What needs to be done: The data must be returned in full, with no character altered.

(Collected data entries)
//! Meshforge: a scene mutation engine for an interactive 3D editor.
//!
//! Mesh metadata is the single source of truth. Every change arrives as a
//! queued command, is applied once per tick and then projected onto a
//! render surface. The `app` layer adds scene management and undo/redo on
//! top.

pub mod app;
pub mod config;
pub mod engine;
pub mod render;
pub mod scene;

Answer section:
//! Meshforge: a scene mutation engine for an interactive 3D editor.
//!
//! Mesh metadata is the single source of truth. Every change arrives as a
//! queued command, is applied once per tick and then projected onto a
//! render surface. The `app` layer adds scene management and undo/redo on
//! top.

pub mod app;
pub mod config;
pub mod engine;
pub mod render;
pub mod scene;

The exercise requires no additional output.